É tão sem pé nem cabeça essa nova agressão — em meio a negociações que evoluíam muito bem, segundo o próprio Trump, para zerar o risco de o Irã desenvolver uma bomba nuclear —, que procurar explicações é como encontrar agulhas num palheiro. No caso, as agulhas saltam aos olhos.
Uma delas é a eleição para renovar o Congresso dos EUA em novembro. Nada como um inimigo externo para unir forças internas. Se Trump perder, seu governo e suas “belas” idéias vão pelo ralo. Bancar o durão na política externa pode ser uma “bela” idéia, desde que produza um “bom” machão no plano doméstico. Mas isto é um lance de altíssimo risco, já que a bandeira eleitoral dele foi não se meter em novos conflitos pelo mundo e pôr vidas americanas em risco.
E o Mr não tem feito outra coisa, da Venezuela à Faixa de Gaza, da Síria ao Irã, da Nigéria ao Líbano, fora provocações à Dinamarca, por causa da Groenlândia, à África do Sul, Canadá, Panamá, Colômbia, Brasil, México e, agora, Cuba.
Os tiros no Irã vão sair pela culatra, ainda mais se a guerra se prolongar, como parece que vai, com grandes perdas de vidas de rangers e marines se houver invasão por terra. Isto é tudo o que Mr Trump não podia querer.
Outra agulha que salta do palheiro é a inflação. Uma guerra prolongada não vai baixar os preços no futuro, como ele gostaria e precisa. Ao contrário, vai abrir outro rombo nos bolsos dos gringos, além do que o tarifaço, agora supremamente ilegal, já causou. E a gasolina subindo leva junto os outros preços domésticos. É tudo o que o Mr também não queria. Será outro tiro pela culatra, este no meio da testa.
Um terceiro tiro entre os olhos são os estragos causados pelos revides do Irã aos países que mantêm bases militares dos EUA ao longo do Golfo Pérsico, com jóias como Dubai, Doha, Bahrein, Qatar, Emirates sob fogo dos drones e mísseis iranianos.

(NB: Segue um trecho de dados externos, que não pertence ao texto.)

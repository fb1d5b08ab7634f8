//! Capability interface of the external attribute service.
//!
//! The synchronization engine only ever talks to [`AttributeService`]; the
//! concrete transport (an OS accessibility binding, the in-memory service used
//! by tests) is chosen by whoever builds the [`crate::MirrorContext`].

pub mod memory;
pub mod types;

use std::fmt;
use std::sync::Arc;

pub use memory::{CallGate, InMemoryService};
pub use types::{
    AttrValue, Attribute, ElementRef, Notification, NotificationKind, Point, ServiceFault, Size,
    SubscriptionId,
};

/// Per-attribute outcome of a batched read.
pub type AttributeReply = Result<AttrValue, ServiceFault>;

/// Blocking binding to the remote introspection service.
///
/// Every method may block for up to the service's messaging timeout, so the
/// adapter only calls them from the worker pool.
pub trait AttributeService: Send + Sync + 'static {
    fn read(&self, element: ElementRef, attribute: Attribute) -> Result<AttrValue, ServiceFault>;

    /// Read several attributes of one object in a single round trip.
    ///
    /// The outer error fails the whole batch; the inner results are per
    /// attribute, in request order.
    fn read_many(
        &self,
        element: ElementRef,
        attributes: &[Attribute],
    ) -> Result<Vec<AttributeReply>, ServiceFault> {
        Ok(attributes
            .iter()
            .map(|attribute| self.read(element, *attribute))
            .collect())
    }

    fn write(
        &self,
        element: ElementRef,
        attribute: Attribute,
        value: AttrValue,
    ) -> Result<(), ServiceFault>;

    fn subscribe(
        &self,
        element: ElementRef,
        kinds: &[NotificationKind],
        sink: NotificationSink,
    ) -> Result<SubscriptionId, ServiceFault>;

    fn unsubscribe(&self, subscription: SubscriptionId);
}

/// Callback the service uses to push notifications for one subscription.
#[derive(Clone)]
pub struct NotificationSink {
    deliver: Arc<dyn Fn(Notification) + Send + Sync>,
}

impl NotificationSink {
    pub fn new(deliver: impl Fn(Notification) + Send + Sync + 'static) -> Self {
        Self {
            deliver: Arc::new(deliver),
        }
    }

    pub fn deliver(&self, notification: Notification) {
        (self.deliver)(notification)
    }
}

impl fmt::Debug for NotificationSink {
    fn fmt(&self, f: &mut fmt::Formatter<'_>) -> fmt::Result {
        f.debug_struct("NotificationSink").finish_non_exhaustive()
    }
}
//! Remote attribute adapter.
//!
//! Runs every blocking service call on the [`WorkerPool`], bounds it by the
//! configured messaging timeout and classifies faults into [`AdapterError`].

pub mod errors;
pub mod pool;

use std::collections::HashMap;
use std::sync::Arc;
use std::time::Duration;

use tracing::{debug, warn};

pub use errors::AdapterError;
pub use pool::WorkerPool;

use crate::service::{
    AttrValue, Attribute, AttributeService, ElementRef, NotificationKind, NotificationSink,
    ServiceFault, SubscriptionId,
};
use errors::{Operation, classify_fault};

/// Process-wide messaging timeout. Zero means "use the service default" and
/// is reported as unspecified.
#[derive(Debug, Clone, Copy, PartialEq, Eq, Default)]
pub struct MessagingTimeout(Option<Duration>);

impl MessagingTimeout {
    pub fn from_millis(millis: u64) -> Self {
        if millis == 0 {
            Self(None)
        } else {
            Self(Some(Duration::from_millis(millis)))
        }
    }

    pub fn duration(&self) -> Option<Duration> {
        self.0
    }
}

/// Per-attribute results of a batched initial fetch.
#[derive(Debug, Default)]
pub struct FetchedAttributes {
    entries: HashMap<Attribute, Result<Option<AttrValue>, AdapterError>>,
}

impl FetchedAttributes {
    /// Take the result for `attribute`. Attributes missing from the batch are absent.
    pub fn take(&mut self, attribute: Attribute) -> Result<Option<AttrValue>, AdapterError> {
        self.entries.remove(&attribute).unwrap_or(Ok(None))
    }
}

#[derive(Clone)]
pub struct AttributeAdapter {
    service: Arc<dyn AttributeService>,
    pool: WorkerPool,
    timeout: MessagingTimeout,
}

impl AttributeAdapter {
    pub fn new(
        service: Arc<dyn AttributeService>,
        pool: WorkerPool,
        timeout: MessagingTimeout,
    ) -> Self {
        Self {
            service,
            pool,
            timeout,
        }
    }

    pub fn timeout(&self) -> MessagingTimeout {
        self.timeout
    }

    /// Run `job` on the pool, failing with `Timeout` if it outlives the
    /// messaging timeout. The job itself is not stopped.
    async fn call<F, R>(&self, job: F) -> Result<R, AdapterError>
    where
        F: FnOnce(&dyn AttributeService) -> R + Send + 'static,
        R: Send + 'static,
    {
        let service = self.service.clone();
        let pending = self.pool.run(move || job(service.as_ref()));
        match self.timeout.duration() {
            Some(limit) => tokio::time::timeout(limit, pending)
                .await
                .map_err(|_| AdapterError::Timeout {
                    timeout: Some(limit),
                })?,
            None => pending.await,
        }
    }

    fn classify(
        &self,
        fault: ServiceFault,
        operation: Operation,
        element: ElementRef,
        attribute: Option<Attribute>,
    ) -> AdapterError {
        classify_fault(fault, operation, element, attribute, self.timeout.duration())
    }

    /// Read one attribute. An absent attribute is `Ok(None)`.
    pub async fn read(
        &self,
        element: ElementRef,
        attribute: Attribute,
    ) -> Result<Option<AttrValue>, AdapterError> {
        match self
            .call(move |service| service.read(element, attribute))
            .await?
        {
            Ok(value) => Ok(Some(value)),
            Err(fault) if fault.is_absence() => Ok(None),
            Err(fault) => {
                debug!(
                    event = "core.adapter.read_failed",
                    element = %element,
                    attribute = %attribute,
                    fault = %fault,
                );
                Err(self.classify(fault, Operation::Read, element, Some(attribute)))
            }
        }
    }

    pub async fn write(
        &self,
        element: ElementRef,
        attribute: Attribute,
        value: AttrValue,
    ) -> Result<(), AdapterError> {
        self.call(move |service| service.write(element, attribute, value))
            .await?
            .map_err(|fault| {
                debug!(
                    event = "core.adapter.write_failed",
                    element = %element,
                    attribute = %attribute,
                    fault = %fault,
                );
                self.classify(fault, Operation::Write, element, Some(attribute))
            })
    }

    /// Batched read used for initial fetches: one round trip for all `attributes`.
    pub async fn read_many(
        &self,
        element: ElementRef,
        attributes: &[Attribute],
    ) -> Result<FetchedAttributes, AdapterError> {
        let requested = attributes.to_vec();
        let batch = requested.clone();
        let replies = self
            .call(move |service| service.read_many(element, &batch))
            .await?
            .map_err(|fault| self.classify(fault, Operation::Read, element, None))?;

        if replies.len() != requested.len() {
            warn!(
                event = "core.adapter.batch_length_mismatch",
                element = %element,
                requested = requested.len(),
                received = replies.len(),
            );
        }

        let entries = requested
            .into_iter()
            .zip(replies)
            .map(|(attribute, reply)| {
                let result = match reply {
                    Ok(value) => Ok(Some(value)),
                    Err(fault) if fault.is_absence() => Ok(None),
                    Err(fault) => {
                        Err(self.classify(fault, Operation::Read, element, Some(attribute)))
                    }
                };
                (attribute, result)
            })
            .collect();

        Ok(FetchedAttributes { entries })
    }

    pub async fn subscribe(
        &self,
        element: ElementRef,
        kinds: &'static [NotificationKind],
        sink: NotificationSink,
    ) -> Result<SubscriptionId, AdapterError> {
        self.call(move |service| service.subscribe(element, kinds, sink))
            .await?
            .map_err(|fault| self.classify(fault, Operation::Subscribe, element, None))
    }

    /// Drop a subscription in the background. Must be called from within the
    /// tokio runtime.
    pub fn unsubscribe(&self, subscription: SubscriptionId) {
        let service = self.service.clone();
        let pool = self.pool.clone();
        tokio::spawn(async move {
            if let Err(e) = pool.run(move || service.unsubscribe(subscription)).await {
                warn!(
                    event = "core.adapter.unsubscribe_failed",
                    subscription = subscription.0,
                    error = %e,
                );
            }
        });
    }
}
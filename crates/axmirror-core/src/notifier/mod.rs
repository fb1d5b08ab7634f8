//! Event sinks shared by every entity of a mirror.

use std::sync::{Mutex, MutexGuard, PoisonError};

use tokio::sync::broadcast;
use tracing::{debug, trace};

use crate::events::Event;

/// Receives fully-formed events from every entity's actor.
///
/// Called concurrently from several actors; an implementation must publish
/// each event whole and must not block for long.
pub trait EventNotifier: Send + Sync + 'static {
    fn publish(&self, event: Event);
}

/// Fans events out to any number of tokio broadcast receivers.
///
/// Slow receivers lag and lose the oldest events, as with any
/// [`broadcast`] channel.
pub struct BroadcastNotifier {
    sender: broadcast::Sender<Event>,
}

impl BroadcastNotifier {
    pub fn new(capacity: usize) -> Self {
        let (sender, _) = broadcast::channel(capacity);
        Self { sender }
    }

    pub fn subscribe(&self) -> broadcast::Receiver<Event> {
        self.sender.subscribe()
    }
}

impl EventNotifier for BroadcastNotifier {
    fn publish(&self, event: Event) {
        let kind = event.kind();
        if self.sender.send(event).is_err() {
            trace!(event = "core.notifier.no_receivers", kind = kind);
        }
    }
}

/// Keeps every published event in memory, in publish order.
#[derive(Default)]
pub struct EventRecorder {
    events: Mutex<Vec<Event>>,
}

impl EventRecorder {
    pub fn new() -> Self {
        Self::default()
    }

    fn lock(&self) -> MutexGuard<'_, Vec<Event>> {
        self.events.lock().unwrap_or_else(PoisonError::into_inner)
    }

    pub fn events(&self) -> Vec<Event> {
        self.lock().clone()
    }

    pub fn len(&self) -> usize {
        self.lock().len()
    }

    pub fn is_empty(&self) -> bool {
        self.lock().is_empty()
    }

    pub fn clear(&self) {
        self.lock().clear();
    }
}

impl EventNotifier for EventRecorder {
    fn publish(&self, event: Event) {
        debug!(
            event = "core.notifier.recorded",
            kind = event.kind(),
            element = %event.element(),
        );
        self.lock().push(event);
    }
}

Essas cidades e países não têm nada a ver com Trump, nem o querem por perto, mas estão pagando o pato da agressão ianque-israelense ao Irã. Isto é um desastre para o turismo na região. Além das consequências financeiras do fechamento de Hormuz para as receitas de exportação de petróleo dos emires à China, Índia, Japão, ao resto da Ásia, Oceania e aos próprios EUA.
Logo mais, todo o mundo árabe estará em pé de guerra com Mr Trump, pelos prejuízos causados aos negócios. Isto, para os árabes do petróleo, amigos tradicionais, é de máxima gravidade.
Outra agulha que salta do palheiro e acerta o baixo ventre de Mr Trump são os documentos Epstein, que Trump quer riscar do mapa atirando para todos os lados. É sua estratégia diversionista, mas até deputados republicanos estão dizendo que bombardeios no Irã não vão fazer picadinho dos papéis desse escândalo em que está metido até os cabelos.
Erros de cálculo estão levando Trump a uma sucessão de tiros a esmo contra a própria cabeça, o que, se é bom para a oposição democrata nas eleições de novembro, é péssimo para a economia americana e mundial, hoje e sempre.
Resta como motivo a China, alvo maior de toda a barafunda que Mr Trump está criando ao redor do mundo. Ele já controla o petróleo da Venezuela que vai para a China. Agora quer controlar o do Irã para também fechar as torneiras para a China. Xi Jinping não diz nada, só observa. Joga parado. O Irã não é a Venezuela… e a China tem muitas alternativas.
Algo me diz que esta versão de War só vai valer a pena se riscar o trumpismo do mapa nos EUA e no mundo. Quem viver, verá.